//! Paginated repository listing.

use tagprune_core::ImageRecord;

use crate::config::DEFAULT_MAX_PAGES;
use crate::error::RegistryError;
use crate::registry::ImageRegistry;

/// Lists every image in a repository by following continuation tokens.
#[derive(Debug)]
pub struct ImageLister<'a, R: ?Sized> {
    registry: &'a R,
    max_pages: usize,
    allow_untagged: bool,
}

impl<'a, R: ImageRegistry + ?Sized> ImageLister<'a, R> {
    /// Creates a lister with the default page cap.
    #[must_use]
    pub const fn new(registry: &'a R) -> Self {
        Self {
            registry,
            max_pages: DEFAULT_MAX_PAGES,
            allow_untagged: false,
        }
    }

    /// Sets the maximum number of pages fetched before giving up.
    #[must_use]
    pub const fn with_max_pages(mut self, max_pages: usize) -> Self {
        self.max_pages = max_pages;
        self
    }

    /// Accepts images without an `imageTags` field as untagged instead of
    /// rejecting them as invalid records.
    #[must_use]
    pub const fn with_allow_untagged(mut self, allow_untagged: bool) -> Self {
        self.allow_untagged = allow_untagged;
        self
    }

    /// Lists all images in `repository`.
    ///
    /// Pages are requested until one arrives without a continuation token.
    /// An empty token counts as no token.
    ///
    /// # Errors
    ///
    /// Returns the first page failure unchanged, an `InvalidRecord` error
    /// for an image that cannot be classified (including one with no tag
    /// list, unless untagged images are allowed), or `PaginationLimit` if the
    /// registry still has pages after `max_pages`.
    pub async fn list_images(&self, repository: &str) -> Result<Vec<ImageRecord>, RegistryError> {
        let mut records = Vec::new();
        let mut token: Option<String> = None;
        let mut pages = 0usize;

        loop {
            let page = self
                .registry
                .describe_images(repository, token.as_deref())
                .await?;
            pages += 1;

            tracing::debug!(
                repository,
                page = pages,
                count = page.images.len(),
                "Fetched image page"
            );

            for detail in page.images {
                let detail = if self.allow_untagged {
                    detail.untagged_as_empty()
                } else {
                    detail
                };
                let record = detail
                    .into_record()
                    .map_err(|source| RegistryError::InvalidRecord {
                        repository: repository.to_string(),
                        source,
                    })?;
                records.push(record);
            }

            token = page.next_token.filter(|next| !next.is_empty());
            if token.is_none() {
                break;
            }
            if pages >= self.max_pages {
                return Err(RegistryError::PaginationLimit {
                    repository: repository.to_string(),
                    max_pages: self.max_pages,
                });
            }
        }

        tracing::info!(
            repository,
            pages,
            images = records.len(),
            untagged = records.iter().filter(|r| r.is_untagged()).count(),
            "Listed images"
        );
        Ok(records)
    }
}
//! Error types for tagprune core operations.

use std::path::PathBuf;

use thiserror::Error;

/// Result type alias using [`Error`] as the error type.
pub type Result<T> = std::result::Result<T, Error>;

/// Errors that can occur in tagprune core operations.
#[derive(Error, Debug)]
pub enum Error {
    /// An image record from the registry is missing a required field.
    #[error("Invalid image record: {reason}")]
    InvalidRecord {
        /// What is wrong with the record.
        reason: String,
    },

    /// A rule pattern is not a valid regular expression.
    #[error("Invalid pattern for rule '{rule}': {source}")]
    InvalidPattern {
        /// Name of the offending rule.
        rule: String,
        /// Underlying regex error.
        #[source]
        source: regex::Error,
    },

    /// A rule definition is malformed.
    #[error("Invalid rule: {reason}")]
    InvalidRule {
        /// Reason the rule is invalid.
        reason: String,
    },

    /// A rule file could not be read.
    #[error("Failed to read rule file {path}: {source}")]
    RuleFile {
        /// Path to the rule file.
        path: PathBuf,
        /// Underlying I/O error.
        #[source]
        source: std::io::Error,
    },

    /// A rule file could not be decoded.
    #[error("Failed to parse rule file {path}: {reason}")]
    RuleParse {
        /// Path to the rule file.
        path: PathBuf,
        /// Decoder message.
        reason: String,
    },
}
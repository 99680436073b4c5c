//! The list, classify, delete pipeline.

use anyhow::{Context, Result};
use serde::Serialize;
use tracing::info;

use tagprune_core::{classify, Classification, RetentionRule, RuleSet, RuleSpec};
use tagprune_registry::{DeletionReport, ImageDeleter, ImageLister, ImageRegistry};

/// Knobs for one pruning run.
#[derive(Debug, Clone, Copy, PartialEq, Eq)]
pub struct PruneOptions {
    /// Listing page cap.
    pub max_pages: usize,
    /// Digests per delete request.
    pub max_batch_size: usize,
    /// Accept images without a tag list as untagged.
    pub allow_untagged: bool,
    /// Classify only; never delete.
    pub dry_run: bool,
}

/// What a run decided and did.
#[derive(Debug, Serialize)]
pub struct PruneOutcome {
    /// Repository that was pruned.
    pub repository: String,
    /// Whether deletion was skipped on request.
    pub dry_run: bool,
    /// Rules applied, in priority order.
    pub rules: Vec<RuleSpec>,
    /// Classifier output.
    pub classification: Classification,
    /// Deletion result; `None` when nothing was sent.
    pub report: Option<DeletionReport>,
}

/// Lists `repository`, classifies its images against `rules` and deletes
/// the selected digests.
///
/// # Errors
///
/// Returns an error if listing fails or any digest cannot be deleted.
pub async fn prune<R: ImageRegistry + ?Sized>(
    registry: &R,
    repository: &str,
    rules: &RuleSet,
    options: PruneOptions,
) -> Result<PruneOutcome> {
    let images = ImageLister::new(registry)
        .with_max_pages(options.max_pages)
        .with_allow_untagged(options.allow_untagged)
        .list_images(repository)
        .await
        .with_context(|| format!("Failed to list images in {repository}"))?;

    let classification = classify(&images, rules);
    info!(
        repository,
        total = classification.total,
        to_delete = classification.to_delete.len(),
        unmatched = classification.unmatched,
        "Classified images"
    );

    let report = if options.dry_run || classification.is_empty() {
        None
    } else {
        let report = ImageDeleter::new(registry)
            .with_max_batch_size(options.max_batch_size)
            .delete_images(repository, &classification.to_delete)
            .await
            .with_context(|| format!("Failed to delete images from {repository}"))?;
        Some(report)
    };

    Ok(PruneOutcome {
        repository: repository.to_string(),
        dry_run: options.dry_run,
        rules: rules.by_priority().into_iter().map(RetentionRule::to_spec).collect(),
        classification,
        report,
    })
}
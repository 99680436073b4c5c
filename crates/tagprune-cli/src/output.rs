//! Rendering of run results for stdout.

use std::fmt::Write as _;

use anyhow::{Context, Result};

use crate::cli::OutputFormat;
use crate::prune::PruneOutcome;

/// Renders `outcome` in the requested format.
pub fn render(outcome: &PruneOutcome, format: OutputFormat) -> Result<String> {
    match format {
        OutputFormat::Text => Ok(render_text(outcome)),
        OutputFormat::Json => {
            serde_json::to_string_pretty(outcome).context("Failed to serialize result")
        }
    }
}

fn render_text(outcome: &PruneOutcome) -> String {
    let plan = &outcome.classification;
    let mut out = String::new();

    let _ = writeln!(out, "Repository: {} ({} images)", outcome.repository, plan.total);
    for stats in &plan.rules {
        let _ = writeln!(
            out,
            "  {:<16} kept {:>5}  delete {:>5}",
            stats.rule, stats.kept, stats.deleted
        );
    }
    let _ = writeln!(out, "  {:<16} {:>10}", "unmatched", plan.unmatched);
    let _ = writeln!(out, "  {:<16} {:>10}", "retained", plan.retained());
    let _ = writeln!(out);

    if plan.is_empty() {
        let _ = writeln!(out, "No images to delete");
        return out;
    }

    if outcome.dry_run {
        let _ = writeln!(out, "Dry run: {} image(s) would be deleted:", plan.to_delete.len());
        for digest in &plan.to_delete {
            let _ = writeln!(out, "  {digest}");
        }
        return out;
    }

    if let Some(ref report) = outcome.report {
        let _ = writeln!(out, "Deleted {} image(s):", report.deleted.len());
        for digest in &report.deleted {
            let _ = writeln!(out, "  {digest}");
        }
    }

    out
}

################

REQUIRED WORK ▸ A faithful copy of all the material is the required answer.

SOLUTION TO THIS EXERCISE ▸
//! Paginated repository listing.

use tagprune_core::ImageRecord;

use crate::config::DEFAULT_MAX_PAGES;
use crate::error::RegistryError;
use crate::registry::ImageRegistry;

/// Lists every image in a repository by following continuation tokens.
#[derive(Debug)]
pub struct ImageLister<'a, R: ?Sized> {
    registry: &'a R,
    max_pages: usize,
    allow_untagged: bool,
}

impl<'a, R: ImageRegistry + ?Sized> ImageLister<'a, R> {
    /// Creates a lister with the default page cap.
    #[must_use]
    pub const fn new(registry: &'a R) -> Self {
        Self {
            registry,
            max_pages: DEFAULT_MAX_PAGES,
            allow_untagged: false,
        }
    }

    /// Sets the maximum number of pages fetched before giving up.
    #[must_use]
    pub const fn with_max_pages(mut self, max_pages: usize) -> Self {
        self.max_pages = max_pages;
        self
    }

    /// Accepts images without an `imageTags` field as untagged instead of
    /// rejecting them as invalid records.
    #[must_use]
    pub const fn with_allow_untagged(mut self, allow_untagged: bool) -> Self {
        self.allow_untagged = allow_untagged;
        self
    }

    /// Lists all images in `repository`.
    ///
    /// Pages are requested until one arrives without a continuation token.
    /// An empty token counts as no token.
    ///
    /// # Errors
    ///
    /// Returns the first page failure unchanged, an `InvalidRecord` error
    /// for an image that cannot be classified (including one with no tag
    /// list, unless untagged images are allowed), or `PaginationLimit` if the
    /// registry still has pages after `max_pages`.
    pub async fn list_images(&self, repository: &str) -> Result<Vec<ImageRecord>, RegistryError> {
        let mut records = Vec::new();
        let mut token: Option<String> = None;
        let mut pages = 0usize;

        loop {
            let page = self
                .registry
                .describe_images(repository, token.as_deref())
                .await?;
            pages += 1;

            tracing::debug!(
                repository,
                page = pages,
                count = page.images.len(),
                "Fetched image page"
            );

            for detail in page.images {
                let detail = if self.allow_untagged {
                    detail.untagged_as_empty()
                } else {
                    detail
                };
                let record = detail
                    .into_record()
                    .map_err(|source| RegistryError::InvalidRecord {
                        repository: repository.to_string(),
                        source,
                    })?;
                records.push(record);
            }

            token = page.next_token.filter(|next| !next.is_empty());
            if token.is_none() {
                break;
            }
            if pages >= self.max_pages {
                return Err(RegistryError::PaginationLimit {
                    repository: repository.to_string(),
                    max_pages: self.max_pages,
                });
            }
        }

        tracing::info!(
            repository,
            pages,
            images = records.len(),
            untagged = records.iter().filter(|r| r.is_untagged()).count(),
            "Listed images"
        );
        Ok(records)
    }
}
//! Error types for tagprune core operations.

use std::path::PathBuf;

use thiserror::Error;

/// Result type alias using [`Error`] as the error type.
pub type Result<T> = std::result::Result<T, Error>;

/// Errors that can occur in tagprune core operations.
#[derive(Error, Debug)]
pub enum Error {
    /// An image record from the registry is missing a required field.
    #[error("Invalid image record: {reason}")]
    InvalidRecord {
        /// What is wrong with the record.
        reason: String,
    },

    /// A rule pattern is not a valid regular expression.
    #[error("Invalid pattern for rule '{rule}': {source}")]
    InvalidPattern {
        /// Name of the offending rule.
        rule: String,
        /// Underlying regex error.
        #[source]
        source: regex::Error,
    },

    /// A rule definition is malformed.
    #[error("Invalid rule: {reason}")]
    InvalidRule {
        /// Reason the rule is invalid.
        reason: String,
    },

    /// A rule file could not be read.
    #[error("Failed to read rule file {path}: {source}")]
    RuleFile {
        /// Path to the rule file.
        path: PathBuf,
        /// Underlying I/O error.
        #[source]
        source: std::io::Error,
    },

    /// A rule file could not be decoded.
    #[error("Failed to parse rule file {path}: {reason}")]
    RuleParse {
        /// Path to the rule file.
        path: PathBuf,
        /// Decoder message.
        reason: String,
    },
}
repository 99680436073b4c5c
//! The list, classify, delete pipeline.

use anyhow::{Context, Result};
use serde::Serialize;
use tracing::info;

use tagprune_core::{classify, Classification, RetentionRule, RuleSet, RuleSpec};
use tagprune_registry::{DeletionReport, ImageDeleter, ImageLister, ImageRegistry};

/// Knobs for one pruning run.
#[derive(Debug, Clone, Copy, PartialEq, Eq)]
pub struct PruneOptions {
    /// Listing page cap.
    pub max_pages: usize,
    /// Digests per delete request.
    pub max_batch_size: usize,
    /// Accept images without a tag list as untagged.
    pub allow_untagged: bool,
    /// Classify only; never delete.
    pub dry_run: bool,
}

/// What a run decided and did.
#[derive(Debug, Serialize)]
pub struct PruneOutcome {
    /// Repository that was pruned.
    pub repository: String,
    /// Whether deletion was skipped on request.
    pub dry_run: bool,
    /// Rules applied, in priority order.
    pub rules: Vec<RuleSpec>,
    /// Classifier output.
    pub classification: Classification,
    /// Deletion result; `None` when nothing was sent.
    pub report: Option<DeletionReport>,
}

/// Lists `repository`, classifies its images against `rules` and deletes
/// the selected digests.
///
/// # Errors
///
/// Returns an error if listing fails or any digest cannot be deleted.
pub async fn prune<R: ImageRegistry + ?Sized>(
    registry: &R,
    repository: &str,
    rules: &RuleSet,
    options: PruneOptions,
) -> Result<PruneOutcome> {
    let images = ImageLister::new(registry)
        .with_max_pages(options.max_pages)
        .with_allow_untagged(options.allow_untagged)
        .list_images(repository)
        .await
        .with_context(|| format!("Failed to list images in {repository}"))?;

    let classification = classify(&images, rules);
    info!(
        repository,
        total = classification.total,
        to_delete = classification.to_delete.len(),
        unmatched = classification.unmatched,
        "Classified images"
    );

    let report = if options.dry_run || classification.is_empty() {
        None
    } else {
        let report = ImageDeleter::new(registry)
            .with_max_batch_size(options.max_batch_size)
            .delete_images(repository, &classification.to_delete)
            .await
            .with_context(|| format!("Failed to delete images from {repository}"))?;
        Some(report)
    };

    Ok(PruneOutcome {
        repository: repository.to_string(),
        dry_run: options.dry_run,
        rules: rules.by_priority().into_iter().map(RetentionRule::to_spec).collect(),
        classification,
        report,
    })
}
repository 99680436073b4c5c
filename crates/tagprune-cli/src/output.rs
//! Rendering of run results for stdout.

use std::fmt::Write as _;

use anyhow::{Context, Result};

use crate::cli::OutputFormat;
use crate::prune::PruneOutcome;

/// Renders `outcome` in the requested format.
pub fn render(outcome: &PruneOutcome, format: OutputFormat) -> Result<String> {
    match format {
        OutputFormat::Text => Ok(render_text(outcome)),
        OutputFormat::Json => {
            serde_json::to_string_pretty(outcome).context("Failed to serialize result")
        }
    }
}

fn render_text(outcome: &PruneOutcome) -> String {
    let plan = &outcome.classification;
    let mut out = String::new();

    let _ = writeln!(out, "Repository: {} ({} images)", outcome.repository, plan.total);
    for stats in &plan.rules {
        let _ = writeln!(
            out,
            "  {:<16} kept {:>5}  delete {:>5}",
            stats.rule, stats.kept, stats.deleted
        );
    }
    let _ = writeln!(out, "  {:<16} {:>10}", "unmatched", plan.unmatched);
    let _ = writeln!(out, "  {:<16} {:>10}", "retained", plan.retained());
    let _ = writeln!(out);

    if plan.is_empty() {
        let _ = writeln!(out, "No images to delete");
        return out;
    }

    if outcome.dry_run {
        let _ = writeln!(out, "Dry run: {} image(s) would be deleted:", plan.to_delete.len());
        for digest in &plan.to_delete {
            let _ = writeln!(out, "  {digest}");
        }
        return out;
    }

    if let Some(ref report) = outcome.report {
        let _ = writeln!(out, "Deleted {} image(s):", report.deleted.len());
        for digest in &report.deleted {
            let _ = writeln!(out, "  {digest}");
        }
    }

    out
}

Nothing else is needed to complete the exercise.